The American Bankers Association, Independent Community Bankers of America and 76 state banking associations sent a joint letter to Senate leaders on July 14 arguing that Section 404 of the Digital Asset Market Clarity Act contains ambiguous language that could allow crypto platforms to offer interest-like incentives on payment stablecoins without facing the same regulatory requirements as traditional banks.
"Ambiguities within the bill could encourage stablecoin arrangements to effectively function as substitutes for deposits, despite Congress's longstanding and clearly stated intent that payment stablecoins should serve as transaction tools rather than store-of-value products," the groups wrote in the letter, which was published Monday.
The banking coalition urged lawmakers to revise Section 404 to "clarify the prohibition on interest and yield and help ensure that the prohibition cannot be circumvented through alternative incentive structures." The groups warned that significant deposit outflows from yield-bearing stablecoins would reduce the money available for mortgages, small-business loans and agriculture credit in local communities.
The pushback comes three days before the House Financial Services Committee's Digital Assets Subcommittee holds a field hearing in New York City on July 17, targeting Wall Street institutions and crypto exchanges that would operate under the bill's proposed framework. The hearing is widely seen as a legislative maneuver to consolidate industry testimony and apply political pressure on the Senate before the August 7 recess — the last viable window for floor action on the bill in 2026.
The stablecoin yield fight
The CLARITY Act cleared the Senate Banking Committee on a 15-9 vote on May 14 and was placed on the Senate Legislative Calendar on June 1. But the bill has faced sustained opposition from Democrats and the banking industry over its stablecoin provisions.
JPMorgan Chase Chief Executive Officer Jamie Dimon said in a May interview that the banking industry would continue to "fight" against the current version of the act, arguing that crypto companies wanting to pay yield on stablecoins should apply for banking charters.
Negotiators have tried to ban passive yield on idle balances while allowing for specific activity-based incentives, but the banking groups said the current carve-outs still leave workarounds that mimic deposit interest in practice.
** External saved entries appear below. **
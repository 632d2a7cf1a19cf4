//! Stats module - KPI and chart aggregations

mod calculator;

pub use calculator::{
    weekday_name, BandCount, ConversionBand, CumulativePoint, DailyPoint, DashboardSummary,
    Kpis, StatsCalculator, WeekdayStats, WEEKDAY_ORDER,
};
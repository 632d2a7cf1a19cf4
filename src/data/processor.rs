//! Data Processor Module
//! Handles row cleaning: date parsing, lenient count coercion and the
//! load summary.

use crate::data::schema::{ColumnMapping, Field};
use crate::data::{ColumnSet, DashboardTable, Record};
use chrono::{DateTime, NaiveDate, NaiveDateTime};
use std::fmt;

/// Date-only layouts, tried in order. Month-first before day-first.
const DATE_FORMATS: [&str; 10] = [
    "%Y-%m-%d",
    "%Y/%m/%d",
    "%Y.%m.%d",
    "%m/%d/%Y",
    "%m-%d-%Y",
    "%d-%b-%Y",
    "%d %b %Y",
    "%d %B %Y",
    "%b %d, %Y",
    "%B %d, %Y",
];

/// Date-time layouts; the time part is discarded.
const DATETIME_FORMATS: [&str; 9] = [
    "%Y-%m-%d %H:%M:%S",
    "%Y-%m-%dT%H:%M:%S",
    "%Y-%m-%d %H:%M:%S%.f",
    "%Y-%m-%dT%H:%M:%S%.f",
    "%Y-%m-%d %H:%M",
    "%Y-%m-%dT%H:%M",
    "%Y/%m/%d %H:%M:%S",
    "%m/%d/%Y %H:%M:%S",
    "%m/%d/%Y %H:%M",
];

/// Raw sheet as read from the source file: headers plus string cells,
/// column-major. `None` marks an empty cell.
#[derive(Debug, Clone, Default)]
pub struct RawSheet {
    pub headers: Vec<String>,
    pub columns: Vec<Vec<Option<String>>>,
    pub height: usize,
}

impl RawSheet {
    fn cell(&self, column: usize, row: usize) -> Option<&str> {
        self.columns
            .get(column)
            .and_then(|c| c.get(row))
            .and_then(|v| v.as_deref())
    }
}

/// What happened during a load.
#[derive(Debug, Clone, Default, PartialEq, Eq)]
pub struct LoadSummary {
    pub source_rows: usize,
    pub kept_rows: usize,
    pub dropped_bad_dates: usize,
    pub coerced_walk_ins: usize,
    pub coerced_test_drives: usize,
    pub columns: ColumnSet,
    pub shadowed: Vec<String>,
}

impl fmt::Display for LoadSummary {
    fn fmt(&self, f: &mut fmt::Formatter<'_>) -> fmt::Result {
        write!(f, "Loaded {} of {} rows", self.kept_rows, self.source_rows)?;
        if self.dropped_bad_dates > 0 {
            write!(f, ", {} dropped (no valid date)", self.dropped_bad_dates)?;
        }
        let coerced = self.coerced_walk_ins + self.coerced_test_drives;
        if coerced > 0 {
            write!(f, ", {} cells set to 0", coerced)?;
        }
        if !self.shadowed.is_empty() {
            write!(f, ", ignored columns: {}", self.shadowed.join(", "))?;
        }
        Ok(())
    }
}

/// Parse a date cell. Time-of-day, if present, is discarded.
pub fn parse_date(raw: &str) -> Option<NaiveDate> {
    let s = raw.trim();
    if s.is_empty() {
        return None;
    }

    if let Some(d) = DATE_FORMATS
        .iter()
        .find_map(|fmt| NaiveDate::parse_from_str(s, fmt).ok())
    {
        return Some(d);
    }

    if let Some(dt) = DATETIME_FORMATS
        .iter()
        .find_map(|fmt| NaiveDateTime::parse_from_str(s, fmt).ok())
    {
        return Some(dt.date());
    }

    DateTime::parse_from_rfc3339(s).ok().map(|dt| dt.date_naive())
}

/// Parse a count cell, truncating toward zero.
///
/// Returns `None` for empty, non-numeric or non-finite input; callers
/// coerce that to 0.
pub fn parse_count(raw: &str) -> Option<i64> {
    let value: f64 = raw.trim().parse().ok()?;
    value.is_finite().then(|| value.trunc() as i64)
}

/// Handles data cleaning and transformation operations.
pub struct DataProcessor;

impl DataProcessor {
    /// Turn a raw sheet into the clean dashboard table.
    ///
    /// Rows with a missing or unparseable date are dropped when the sheet has
    /// a date column. Unparseable counts become 0.
    pub fn normalize(sheet: &RawSheet) -> (DashboardTable, LoadSummary) {
        let mapping = ColumnMapping::infer(&sheet.headers);
        let columns = mapping.column_set();

        let mut summary = LoadSummary {
            source_rows: sheet.height,
            columns,
            shadowed: mapping.shadowed.clone(),
            ..LoadSummary::default()
        };

        if mapping.is_empty() {
            return (DashboardTable::new(columns, Vec::new()), summary);
        }

        let mut rows = Vec::with_capacity(sheet.height);
        for row in 0..sheet.height {
            let date = match mapping.source(Field::Date) {
                Some(col) => match sheet.cell(col, row).and_then(parse_date) {
                    Some(d) => Some(d),
                    None => {
                        summary.dropped_bad_dates += 1;
                        continue;
                    }
                },
                None => None,
            };

            let walk_ins = mapping.source(Field::WalkIns).map(|col| {
                Self::coerce(sheet.cell(col, row), &mut summary.coerced_walk_ins)
            });
            let test_drives = mapping.source(Field::TestDrives).map(|col| {
                Self::coerce(sheet.cell(col, row), &mut summary.coerced_test_drives)
            });

            rows.push(Record {
                date,
                walk_ins,
                test_drives,
            });
        }

        summary.kept_rows = rows.len();
        (DashboardTable::new(columns, rows), summary)
    }

    fn coerce(cell: Option<&str>, coerced: &mut usize) -> i64 {
        match cell.and_then(parse_count) {
            Some(v) => v,
            None => {
                *coerced += 1;
                0
            }
        }
    }
}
If the language is strengthened, interest-like stablecoin products would be effectively stopped, constraining some crypto business models.
Narrowing odds for 2026 passage
Galaxy Digital cut its odds of the CLARITY Act becoming law in 2026 to 50% on June 26, citing the lack of a unified Senate Banking-Agriculture text, no firm floor schedule and a narrowing legislative window before lawmakers leave Washington. Prediction markets have also priced in declining probability, with YES odds falling to 37.5%.
The bill has drawn support from more than 200 crypto companies and organizations, which urged the Senate to pass the legislation in a June letter shared by lobby group Stand With Crypto. The Federal Law Enforcement Officers Association also endorsed the act on July 10, while calling for stronger accountability in decentralized finance and preservation of investigators' existing powers.
The bill's core architecture assigns the Commodity Futures Trading Commission exclusive authority over spot markets for digital commodities — including Bitcoin and other assets on networks deemed sufficiently decentralized — while the Securities and Exchange Commission retains jurisdiction over digital assets that qualify as investment contracts. That jurisdictional clarity is what exchanges, brokers and token issuers have been waiting on after years of parallel SEC and CFTC enforcement actions drove compliance costs higher and pushed developers toward offshore jurisdictions.
This article is for informational purposes only and does not constitute investment advice.